▸ Data provided:
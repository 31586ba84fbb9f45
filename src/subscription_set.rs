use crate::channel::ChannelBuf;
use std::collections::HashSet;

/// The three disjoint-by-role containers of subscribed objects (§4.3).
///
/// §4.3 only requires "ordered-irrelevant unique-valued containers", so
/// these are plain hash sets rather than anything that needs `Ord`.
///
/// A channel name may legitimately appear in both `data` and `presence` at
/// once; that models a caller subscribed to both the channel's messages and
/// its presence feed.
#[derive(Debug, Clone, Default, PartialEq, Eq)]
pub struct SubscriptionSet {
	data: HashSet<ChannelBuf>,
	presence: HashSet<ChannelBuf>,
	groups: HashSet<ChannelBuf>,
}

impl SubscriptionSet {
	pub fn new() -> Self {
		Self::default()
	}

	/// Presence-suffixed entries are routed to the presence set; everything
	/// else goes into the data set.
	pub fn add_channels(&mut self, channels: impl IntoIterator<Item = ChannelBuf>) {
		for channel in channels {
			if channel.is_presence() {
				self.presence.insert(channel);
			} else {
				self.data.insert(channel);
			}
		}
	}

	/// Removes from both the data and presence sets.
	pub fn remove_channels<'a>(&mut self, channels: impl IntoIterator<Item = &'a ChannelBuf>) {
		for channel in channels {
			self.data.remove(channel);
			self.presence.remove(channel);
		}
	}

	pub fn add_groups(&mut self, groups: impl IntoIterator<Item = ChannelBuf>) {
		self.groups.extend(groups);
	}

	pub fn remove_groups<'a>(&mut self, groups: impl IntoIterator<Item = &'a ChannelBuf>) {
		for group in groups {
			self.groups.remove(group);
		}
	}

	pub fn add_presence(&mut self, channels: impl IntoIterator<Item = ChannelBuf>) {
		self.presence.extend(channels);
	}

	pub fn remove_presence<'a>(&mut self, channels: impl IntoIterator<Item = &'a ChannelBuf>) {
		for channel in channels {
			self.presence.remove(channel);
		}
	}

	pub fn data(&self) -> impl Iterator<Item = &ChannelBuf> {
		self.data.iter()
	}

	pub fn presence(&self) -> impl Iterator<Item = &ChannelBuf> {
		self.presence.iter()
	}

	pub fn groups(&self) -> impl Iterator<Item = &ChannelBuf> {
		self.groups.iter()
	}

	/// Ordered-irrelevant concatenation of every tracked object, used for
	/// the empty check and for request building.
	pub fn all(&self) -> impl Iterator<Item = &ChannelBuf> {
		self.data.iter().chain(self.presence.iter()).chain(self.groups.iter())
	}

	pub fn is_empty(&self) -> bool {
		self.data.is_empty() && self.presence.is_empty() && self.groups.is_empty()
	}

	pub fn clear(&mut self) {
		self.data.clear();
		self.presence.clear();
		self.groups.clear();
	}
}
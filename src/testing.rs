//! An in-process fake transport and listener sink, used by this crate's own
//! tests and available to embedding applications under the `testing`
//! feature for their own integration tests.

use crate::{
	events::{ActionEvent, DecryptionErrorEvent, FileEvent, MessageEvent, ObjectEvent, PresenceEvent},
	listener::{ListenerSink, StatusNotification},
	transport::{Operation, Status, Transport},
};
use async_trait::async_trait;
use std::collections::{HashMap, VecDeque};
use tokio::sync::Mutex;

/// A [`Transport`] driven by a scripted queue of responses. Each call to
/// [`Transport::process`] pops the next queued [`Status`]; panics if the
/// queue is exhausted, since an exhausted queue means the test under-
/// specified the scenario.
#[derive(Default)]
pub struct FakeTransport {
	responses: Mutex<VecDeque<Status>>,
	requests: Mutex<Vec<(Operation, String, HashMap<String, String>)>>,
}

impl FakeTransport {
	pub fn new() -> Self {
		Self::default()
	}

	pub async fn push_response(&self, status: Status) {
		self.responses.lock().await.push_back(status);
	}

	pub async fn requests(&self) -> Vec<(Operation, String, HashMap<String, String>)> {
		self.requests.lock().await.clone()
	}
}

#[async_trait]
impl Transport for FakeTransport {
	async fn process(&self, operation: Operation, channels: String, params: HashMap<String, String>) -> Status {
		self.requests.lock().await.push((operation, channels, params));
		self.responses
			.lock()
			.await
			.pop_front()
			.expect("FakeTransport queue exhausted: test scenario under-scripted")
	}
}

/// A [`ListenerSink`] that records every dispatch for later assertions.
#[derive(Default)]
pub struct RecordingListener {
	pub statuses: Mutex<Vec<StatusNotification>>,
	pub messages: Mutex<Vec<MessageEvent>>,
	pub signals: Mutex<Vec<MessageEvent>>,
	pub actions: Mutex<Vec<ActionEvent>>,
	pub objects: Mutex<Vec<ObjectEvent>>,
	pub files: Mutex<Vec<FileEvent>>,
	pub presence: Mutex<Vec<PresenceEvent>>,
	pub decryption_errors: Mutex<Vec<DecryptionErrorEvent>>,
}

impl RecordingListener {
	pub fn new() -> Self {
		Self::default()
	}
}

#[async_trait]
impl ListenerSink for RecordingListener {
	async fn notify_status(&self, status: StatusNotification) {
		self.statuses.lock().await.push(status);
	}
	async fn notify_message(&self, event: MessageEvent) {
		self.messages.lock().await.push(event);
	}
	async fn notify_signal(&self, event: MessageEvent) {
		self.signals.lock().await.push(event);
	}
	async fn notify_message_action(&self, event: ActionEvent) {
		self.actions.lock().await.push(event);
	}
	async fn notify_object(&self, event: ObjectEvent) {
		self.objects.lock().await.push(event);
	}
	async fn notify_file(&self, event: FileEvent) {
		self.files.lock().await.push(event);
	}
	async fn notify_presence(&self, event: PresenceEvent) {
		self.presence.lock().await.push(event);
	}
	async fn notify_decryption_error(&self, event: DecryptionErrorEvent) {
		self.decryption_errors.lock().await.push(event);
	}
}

* * *

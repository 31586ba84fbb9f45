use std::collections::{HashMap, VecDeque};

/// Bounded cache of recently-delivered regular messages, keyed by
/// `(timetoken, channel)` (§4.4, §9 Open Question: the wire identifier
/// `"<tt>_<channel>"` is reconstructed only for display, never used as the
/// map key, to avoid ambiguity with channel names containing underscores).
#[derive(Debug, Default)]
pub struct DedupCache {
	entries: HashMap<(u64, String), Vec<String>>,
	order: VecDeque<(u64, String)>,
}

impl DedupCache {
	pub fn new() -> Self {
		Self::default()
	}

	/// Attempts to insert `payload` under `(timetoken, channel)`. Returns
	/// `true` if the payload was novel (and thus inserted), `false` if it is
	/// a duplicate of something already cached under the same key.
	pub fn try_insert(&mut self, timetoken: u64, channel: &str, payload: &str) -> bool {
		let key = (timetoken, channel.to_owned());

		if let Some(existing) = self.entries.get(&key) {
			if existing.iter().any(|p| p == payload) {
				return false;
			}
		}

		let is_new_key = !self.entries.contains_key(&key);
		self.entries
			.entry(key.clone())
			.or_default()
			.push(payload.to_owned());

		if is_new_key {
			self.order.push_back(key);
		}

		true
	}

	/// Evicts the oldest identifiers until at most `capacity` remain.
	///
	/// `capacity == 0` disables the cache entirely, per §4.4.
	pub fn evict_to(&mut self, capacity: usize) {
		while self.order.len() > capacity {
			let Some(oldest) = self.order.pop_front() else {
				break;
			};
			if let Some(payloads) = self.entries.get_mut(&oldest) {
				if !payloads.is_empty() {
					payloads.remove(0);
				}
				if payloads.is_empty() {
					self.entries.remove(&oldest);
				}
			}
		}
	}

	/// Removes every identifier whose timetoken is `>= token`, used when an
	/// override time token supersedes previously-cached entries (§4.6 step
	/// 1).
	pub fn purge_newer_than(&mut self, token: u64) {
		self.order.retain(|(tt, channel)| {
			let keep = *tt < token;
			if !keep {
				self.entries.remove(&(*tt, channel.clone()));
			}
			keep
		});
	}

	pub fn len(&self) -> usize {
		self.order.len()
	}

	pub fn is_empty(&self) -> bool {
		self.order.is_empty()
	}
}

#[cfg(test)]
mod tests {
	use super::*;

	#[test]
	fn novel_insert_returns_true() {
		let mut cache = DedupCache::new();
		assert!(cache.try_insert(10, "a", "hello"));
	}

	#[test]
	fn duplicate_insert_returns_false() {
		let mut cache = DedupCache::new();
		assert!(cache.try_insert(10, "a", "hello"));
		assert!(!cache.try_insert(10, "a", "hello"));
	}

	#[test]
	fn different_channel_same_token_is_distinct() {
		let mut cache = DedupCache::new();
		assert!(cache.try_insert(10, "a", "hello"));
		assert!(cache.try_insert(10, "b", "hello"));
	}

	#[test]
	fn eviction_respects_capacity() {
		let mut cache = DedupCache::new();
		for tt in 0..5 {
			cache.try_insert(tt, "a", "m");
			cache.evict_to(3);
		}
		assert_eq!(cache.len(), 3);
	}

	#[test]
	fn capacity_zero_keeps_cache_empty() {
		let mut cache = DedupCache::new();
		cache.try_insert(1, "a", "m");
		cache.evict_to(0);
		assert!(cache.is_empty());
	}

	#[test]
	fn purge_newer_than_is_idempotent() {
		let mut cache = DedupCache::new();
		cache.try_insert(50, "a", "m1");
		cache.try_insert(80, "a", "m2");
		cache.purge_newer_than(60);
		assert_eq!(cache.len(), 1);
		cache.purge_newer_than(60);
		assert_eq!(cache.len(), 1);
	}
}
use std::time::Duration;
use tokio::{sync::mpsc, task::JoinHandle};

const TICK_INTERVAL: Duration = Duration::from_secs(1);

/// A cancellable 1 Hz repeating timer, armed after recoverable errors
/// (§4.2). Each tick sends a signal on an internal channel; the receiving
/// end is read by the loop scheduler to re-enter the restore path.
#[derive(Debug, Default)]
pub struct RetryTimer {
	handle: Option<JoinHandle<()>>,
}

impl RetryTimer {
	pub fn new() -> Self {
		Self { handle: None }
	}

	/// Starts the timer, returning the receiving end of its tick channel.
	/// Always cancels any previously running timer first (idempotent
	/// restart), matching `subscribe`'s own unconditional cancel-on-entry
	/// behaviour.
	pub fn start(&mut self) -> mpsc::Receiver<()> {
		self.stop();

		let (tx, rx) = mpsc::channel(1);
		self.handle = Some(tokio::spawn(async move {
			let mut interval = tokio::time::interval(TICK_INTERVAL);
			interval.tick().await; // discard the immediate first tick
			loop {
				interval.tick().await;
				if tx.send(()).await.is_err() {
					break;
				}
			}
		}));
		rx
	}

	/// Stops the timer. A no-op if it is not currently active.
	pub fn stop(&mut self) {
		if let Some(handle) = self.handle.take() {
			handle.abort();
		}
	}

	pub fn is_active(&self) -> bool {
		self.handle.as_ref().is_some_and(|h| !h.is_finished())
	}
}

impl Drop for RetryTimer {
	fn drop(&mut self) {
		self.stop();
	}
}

▸ Exercise goal: Determine how many lines of the listing above hold the word "scenario". Report that number without anything else.

▸ Task response: 2